By Entrepreneur Staff


Billing Definition:

To invoice customers for payment

Having the right payment provisions will help your company hold on to the profits it earns. One of the smartest things you can do is try to bill before delivery. There are three ways you can issue an invoice before you ship the final product:

1. Milestone billing is fairly common where heavy, up-front investment is required for a new product or job. In this case, the completion of a certain event or milestone (such as placing a subcontract, passing a critical design review, completing a set of tests or receiving a large amount of material) is given a billing value. This authorizes you to issue an invoice when the event occurs--often long before completion of a deliverable item.

2. Progress billing is fairly common in the defense and aerospace industries and allows you to invoice costs, as incurred, on a routine, bimonthly or monthly basis. This way, your customer finances your inventory, thereby reducing your need for working capital.

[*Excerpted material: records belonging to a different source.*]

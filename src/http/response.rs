//! HTTP response building module
//!
//! Builders for every response shape the dispatcher produces. Each builder is
//! total: if response assembly itself fails, a minimal degraded response is
//! returned instead of propagating the error up the fault path.

use crate::logger;
use http_body_util::Full;
use hyper::body::Bytes;
use hyper::{Response, StatusCode};
use serde::Serialize;

/// Build a 200 response carrying a static asset.
pub fn build_asset_response(
    data: &[u8],
    content_type: &'static str,
    is_head: bool,
) -> Response<Full<Bytes>> {
    let content_length = data.len();
    let body = if is_head {
        Bytes::new()
    } else {
        Bytes::from(data.to_owned())
    };

    Response::builder()
        .status(StatusCode::OK)
        .header("Content-Type", content_type)
        .header("Content-Length", content_length)
        .body(Full::new(body))
        .unwrap_or_else(|e| {
            log_build_error("asset", &e);
            Response::new(Full::new(Bytes::new()))
        })
}

/// Build an HTML document response with the given status code.
///
/// Used for the page routes (200) and the 404/500 fallback documents.
pub fn build_document_response(
    content: Vec<u8>,
    status: StatusCode,
    is_head: bool,
) -> Response<Full<Bytes>> {
    let content_length = content.len();
    let body = if is_head {
        Bytes::new()
    } else {
        Bytes::from(content)
    };

    let mut builder = Response::builder()
        .status(status)
        .header("Content-Type", "text/html; charset=utf-8")
        .header("Content-Length", content_length);
    if status == StatusCode::OK {
        builder = builder.header("Cache-Control", "public, max-age=3600");
    }

    builder.body(Full::new(body)).unwrap_or_else(|e| {
        log_build_error("document", &e);
        Response::new(Full::new(Bytes::new()))
    })
}

/// Build a fixed plain-text response.
///
/// The terminal fallback for 404/500 when the configured document cannot be
/// read; must never fail, so the degraded branch reuses the same body.
pub fn build_plain_response(status: StatusCode, text: &'static str) -> Response<Full<Bytes>> {
    Response::builder()
        .status(status)
        .header("Content-Type", "text/plain")
        .header("Content-Length", text.len())
        .body(Full::new(Bytes::from(text)))
        .unwrap_or_else(|e| {
            log_build_error("plain", &e);
            Response::new(Full::new(Bytes::from(text)))
        })
}

/// Build a JSON response from a serializable value.
///
/// Serialization failure degrades to a generic JSON 500 body.
pub fn build_json_response<T: Serialize>(
    status: StatusCode,
    value: &T,
    is_head: bool,
) -> Response<Full<Bytes>> {
    let json = match serde_json::to_string(value) {
        Ok(j) => j,
        Err(e) => {
            logger::log_error(&format!("Failed to serialize response body: {e}"));
            return Response::builder()
                .status(StatusCode::INTERNAL_SERVER_ERROR)
                .header("Content-Type", "application/json")
                .body(Full::new(Bytes::from(
                    r#"{"error":"Internal Server Error"}"#,
                )))
                .unwrap_or_else(|_| Response::new(Full::new(Bytes::new())));
        }
    };

    let content_length = json.len();
    let body = if is_head { Bytes::new() } else { Bytes::from(json) };

    Response::builder()
        .status(status)
        .header("Content-Type", "application/json")
        .header("Content-Length", content_length)
        .body(Full::new(body))
        .unwrap_or_else(|e| {
            log_build_error("JSON", &e);
            Response::new(Full::new(Bytes::new()))
        })
}

/// Log a response build error
fn log_build_error(kind: &str, error: &hyper::http::Error) {
    logger::log_error(&format!("Failed to build {kind} response: {error}"));
}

In effect, your costs are recovered before you deliver anything, even though your customer has a lien against the inventory.

3. Sub-line-item billing is fairly common in the construction industry as it recognizes the times when an entire item can't be completed but main elements of it are. Examples of sub-items are foundation, plumbing, framing and roofing. The advantage here is that as each major supplement is completed, an invoice can be issued, thus strengthening your cash flow.

Define when you'll be paid by setting payment dates. Why take an order if you don't make an effort to assure payment? Bear in mind that extending credit to customers has a real cost to you, and be sure your contract (and price) provides for that cost. Sales to poor credit risks should be COD. Discounts can be offered but tied to the shipment date, customer acceptance date, your invoice date or a calendar date. Once the payment date is established in your contract (purchase order, etc.), you have a legally enforceable document.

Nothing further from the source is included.